In Syria's Douma, political banners sway gently above piles of rubble and in front of bullet-pocked buildings.
For the first time in nearly a decade of war, voting took place in the former rebel bastion on Sunday (July 19), two years after it was recaptured by the Syrian army.
The parliamentary election was being held in 7,000 polling stations across government-controlled territory as the country struggles under a collapsing economy and new U.S. sanctions aimed at holding President Bashir al-Assad to account.
In Douma, under the shadow of Assad's smiling portrait, voters such as Ziad said they were worried about the rising cost of living.
"I came to vote in the parliamentary elections because we want them to work to lift the sanctions off Syria, we want to live in safety and for the rising prices to go down, that's all we want."

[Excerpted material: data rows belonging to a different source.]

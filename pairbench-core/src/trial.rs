// SPDX-License-Identifier: Apache-2.0
// Copyright 2025 Ankit Kumar Pandey

//! Trial loop.
//!
//! Runs N trials strictly one after another, keeps every successful
//! measurement in trial order and carries on past failures. Operator
//! cancellation stops the loop and returns what has been collected.

use std::time::Duration;

use serde::{Deserialize, Serialize};

use crate::error::{FailureKind, TrialFailure};
use crate::shutdown::Shutdown;
use crate::supervisor::{TrialExecutor, TrialRecord};
use crate::types::{ResultSet, TrialOutcome};

/// Hooks for live progress output.
pub trait TrialObserver {
    fn run_started(&mut self, _total_trials: u32, _inter_trial_delay: Duration) {}
    fn trial_started(&mut self, _trial: u32, _total_trials: u32) {}
    fn trial_finished(&mut self, _record: &TrialRecord) {}
    fn waiting(&mut self, _delay: Duration) {}
    fn run_finished(&mut self, _report: &RunReport) {}
}

/// Observer that ignores everything.
#[derive(Debug, Default, Clone, Copy)]
pub struct NoopObserver;

impl TrialObserver for NoopObserver {}

/// A trial that produced no measurement.
#[derive(Debug, Clone, PartialEq, Eq, Serialize, Deserialize)]
pub struct FailedTrial {
    pub trial: u32,
    pub kind: FailureKind,
    pub message: String,
}

/// Everything the loop knows once it stops.
#[derive(Debug, Clone, Default, Serialize, Deserialize)]
pub struct RunReport {
    pub results: ResultSet,
    pub requested: u32,
    pub attempted: u32,
    pub failures: Vec<FailedTrial>,
    pub interrupted: bool,
}

impl RunReport {
    /// A run succeeds when at least one trial produced a measurement.
    pub fn is_success(&self) -> bool {
        !self.results.is_empty()
    }

    pub fn successful(&self) -> usize {
        self.results.len()
    }
}

/// Drives a [`TrialExecutor`] through the requested number of trials.
pub struct TrialLoop<E> {
    executor: E,
    shutdown: Shutdown,
}

impl<E: TrialExecutor> TrialLoop<E> {
    pub fn new(executor: E, shutdown: Shutdown) -> Self {
        Self { executor, shutdown }
    }

    pub fn executor(&self) -> &E {
        &self.executor
    }

    /// Run without progress output.
    pub async fn run(&mut self, total_trials: u32, inter_trial_delay: Duration) -> RunReport {
        self.run_observed(total_trials, inter_trial_delay, &mut NoopObserver)
            .await
    }

    /// Run, reporting progress to `observer`.
    pub async fn run_observed(
        &mut self,
        total_trials: u32,
        inter_trial_delay: Duration,
        observer: &mut dyn TrialObserver,
    ) -> RunReport {
        let mut report = RunReport {
            requested: total_trials,
            ..RunReport::default()
        };

        tracing::info!(
            trials = total_trials,
            delay_ms = inter_trial_delay.as_millis() as u64,
            "Starting trial run"
        );
        observer.run_started(total_trials, inter_trial_delay);

        for trial in 1..=total_trials {
            if self.shutdown.is_requested() {
                report.interrupted = true;
                break;
            }

            observer.trial_started(trial, total_trials);
            let record = self.executor.execute(trial).await;
            report.attempted += 1;
            observer.trial_finished(&record);

            match record.outcome {
                TrialOutcome::Success(measurement) => {
                    tracing::info!(
                        trial = trial,
                        elapsed_ms = measurement.elapsed_ms(),
                        throughput_kbps = measurement.throughput_kbps(),
                        bytes_sent = measurement.bytes_sent(),
                        "Trial succeeded"
                    );
                    report.results.push(measurement);
                }
                TrialOutcome::Failure(TrialFailure::Interrupted) => {
                    tracing::warn!(trial = trial, "Trial interrupted");
                    report.interrupted = true;
                    break;
                }
                TrialOutcome::Failure(failure) => {
                    tracing::warn!(
                        trial = trial,
                        kind = %failure.kind(),
                        error = %failure,
                        "Trial failed, continuing"
                    );
                    report.failures.push(FailedTrial {
                        trial,
                        kind: failure.kind(),
                        message: failure.to_string(),
                    });
                }
            }

            if trial < total_trials {
                observer.waiting(inter_trial_delay);
                if self.shutdown.sleep(inter_trial_delay).await {
                    report.interrupted = true;
                    break;
                }
            }
        }

        self.executor.cleanup().await;

        if report.interrupted {
            tracing::warn!(
                attempted = report.attempted,
                successful = report.successful(),
                "Run interrupted, returning partial results"
            );
        }
        if report.is_success() {
            tracing::info!(
                successful = report.successful(),
                requested = report.requested,
                "Trial run complete"
            );
        } else {
            tracing::error!(requested = report.requested, "No trial succeeded");
        }

        observer.run_finished(&report);
        report
    }
}

#[cfg(test)]
mod tests {
    use super::*;
    use crate::shutdown::{self, ShutdownTrigger};
    use crate::types::{CapturedOutput, Measurement};
    use async_trait::async_trait;
    use std::collections::HashSet;

    /// Fails the listed trials with a parse error, succeeds otherwise with
    /// elapsed time equal to the trial number.
    struct ScriptedExecutor {
        failing: HashSet<u32>,
        executed: Vec<u32>,
        cleanups: u32,
        interrupt_on: Option<(u32, ShutdownTrigger)>,
    }

    impl ScriptedExecutor {
        fn new(failing: &[u32]) -> Self {
            Self {
                failing: failing.iter().copied().collect(),
                executed: Vec::new(),
                cleanups: 0,
                interrupt_on: None,
            }
        }
    }

    #[async_trait]
    impl TrialExecutor for ScriptedExecutor {
        async fn execute(&mut self, trial: u32) -> TrialRecord {
            self.executed.push(trial);

            if let Some((at, trigger)) = &self.interrupt_on {
                if *at == trial {
                    trigger.trigger();
                }
            }

            let outcome = if self.failing.contains(&trial) {
                TrialOutcome::Failure(TrialFailure::Parse {
                    source: crate::parser::parse("garbage").unwrap_err(),
                    output: CapturedOutput::new("garbage", ""),
                })
            } else {
                TrialOutcome::Success(Measurement::new(trial as f64, 100.0, 1000))
            };
            TrialRecord::without_processes(trial, outcome, Duration::ZERO)
        }

        async fn cleanup(&mut self) {
            self.cleanups += 1;
        }
    }

    #[derive(Default)]
    struct RecordingObserver {
        events: Vec<String>,
    }

    impl TrialObserver for RecordingObserver {
        fn trial_started(&mut self, trial: u32, total: u32) {
            self.events.push(format!("start {trial}/{total}"));
        }
        fn trial_finished(&mut self, record: &TrialRecord) {
            self.events
                .push(format!("done {} {}", record.trial, record.outcome.is_success()));
        }
        fn waiting(&mut self, _delay: Duration) {
            self.events.push("wait".to_string());
        }
    }

    #[tokio::test]
    async fn test_partial_failure_tolerance() {
        let (_trigger, shutdown) = shutdown::channel();
        let mut trials = TrialLoop::new(ScriptedExecutor::new(&[2, 4]), shutdown);

        let report = trials.run(5, Duration::ZERO).await;

        assert!(report.is_success());
        assert_eq!(report.attempted, 5);
        let times: Vec<f64> = report.results.iter().map(Measurement::elapsed_ms).collect();
        assert_eq!(times, vec![1.0, 3.0, 5.0]);
        let failed: Vec<u32> = report.failures.iter().map(|f| f.trial).collect();
        assert_eq!(failed, vec![2, 4]);
        assert!(report.failures.iter().all(|f| f.kind == FailureKind::ParseError));
        assert!(!report.interrupted);
        assert_eq!(trials.executor().cleanups, 1);
    }

    #[tokio::test]
    async fn test_all_failures_is_unsuccessful() {
        let (_trigger, shutdown) = shutdown::channel();
        let mut trials = TrialLoop::new(ScriptedExecutor::new(&[1, 2, 3]), shutdown);

        let report = trials.run(3, Duration::ZERO).await;

        assert!(!report.is_success());
        assert_eq!(report.attempted, 3);
        assert_eq!(report.failures.len(), 3);
    }

    #[tokio::test]
    async fn test_delay_skipped_after_last_trial() {
        let (_trigger, shutdown) = shutdown::channel();
        let mut trials = TrialLoop::new(ScriptedExecutor::new(&[]), shutdown);
        let mut observer = RecordingObserver::default();

        trials
            .run_observed(3, Duration::from_millis(1), &mut observer)
            .await;

        assert_eq!(
            observer.events,
            vec![
                "start 1/3",
                "done 1 true",
                "wait",
                "start 2/3",
                "done 2 true",
                "wait",
                "start 3/3",
                "done 3 true",
            ]
        );
    }

    #[tokio::test]
    async fn test_trials_run_sequentially_in_order() {
        let (_trigger, shutdown) = shutdown::channel();
        let mut trials = TrialLoop::new(ScriptedExecutor::new(&[]), shutdown);

        trials.run(4, Duration::ZERO).await;
        assert_eq!(trials.executor().executed, vec![1, 2, 3, 4]);
    }

    #[tokio::test]
    async fn test_interruption_cuts_delay_and_returns_partial_results() {
        let (trigger, shutdown) = shutdown::channel();
        let mut executor = ScriptedExecutor::new(&[]);
        executor.interrupt_on = Some((1, trigger));
        let mut trials = TrialLoop::new(executor, shutdown);

        // The long delay would hang the test if interruption were ignored.
        let report = tokio::time::timeout(
            Duration::from_secs(10),
            trials.run(5, Duration::from_secs(60)),
        )
        .await
        .expect("loop ignored shutdown");

        assert!(report.interrupted);
        assert!(report.is_success());
        assert_eq!(report.attempted, 1);
        assert_eq!(report.successful(), 1);
        assert_eq!(trials.executor().executed, vec![1]);
        assert_eq!(trials.executor().cleanups, 1);
    }

    #[tokio::test]
    async fn test_interruption_keeps_results_in_order() {
        let (trigger, shutdown) = shutdown::channel();
        let mut executor = ScriptedExecutor::new(&[2]);
        executor.interrupt_on = Some((3, trigger));
        let mut trials = TrialLoop::new(executor, shutdown);

        let report = trials.run(5, Duration::ZERO).await;

        assert!(report.interrupted);
        assert_eq!(report.attempted, 3);
        let times: Vec<f64> = report.results.iter().map(Measurement::elapsed_ms).collect();
        assert_eq!(times, vec![1.0, 3.0]);
        assert_eq!(report.failures.len(), 1);
        assert_eq!(trials.executor().executed, vec![1, 2, 3]);
        assert_eq!(trials.executor().cleanups, 1);
    }

    #[tokio::test]
    async fn test_interrupted_trial_stops_loop() {
        struct InterruptedExecutor;

        #[async_trait]
        impl TrialExecutor for InterruptedExecutor {
            async fn execute(&mut self, trial: u32) -> TrialRecord {
                TrialRecord::without_processes(
                    trial,
                    TrialOutcome::Failure(TrialFailure::Interrupted),
                    Duration::ZERO,
                )
            }
        }

        let (_trigger, shutdown) = shutdown::channel();
        let mut trials = TrialLoop::new(InterruptedExecutor, shutdown);
        let report = trials.run(3, Duration::ZERO).await;

        assert!(report.interrupted);
        assert_eq!(report.attempted, 1);
        assert!(report.failures.is_empty());
        assert!(!report.is_success());
    }

    #[tokio::test]
    async fn test_already_cancelled_runs_nothing() {
        let (trigger, shutdown) = shutdown::channel();
        trigger.trigger();
        let mut trials = TrialLoop::new(ScriptedExecutor::new(&[]), shutdown);

        let report = trials.run(3, Duration::ZERO).await;
        assert!(report.interrupted);
        assert_eq!(report.attempted, 0);
        assert!(trials.executor().executed.is_empty());
        assert_eq!(trials.executor().cleanups, 1);
    }
}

With no real opposition to Assad and his allies, no surprises were expected from the vote.
The Syrian National Coalition, an opposition bloc based in Turkey, called it a "theatrical election by the Assad regime" while millions remain uprooted or in exile by a war that has killed hundreds of thousands.
Douma itself was the site of a suspected poison gas attack in 2018 that killed dozens of people and prompted Western missile strikes.
Syria and Russia denied any chemical attack took place - but thanks to help from Vladimir Putin, as well as Iran, Assad now holds more of Syria than at any time in the war, with the northeast in Kurdish hands, and rebels confined to a northwest corner near the Turkish border.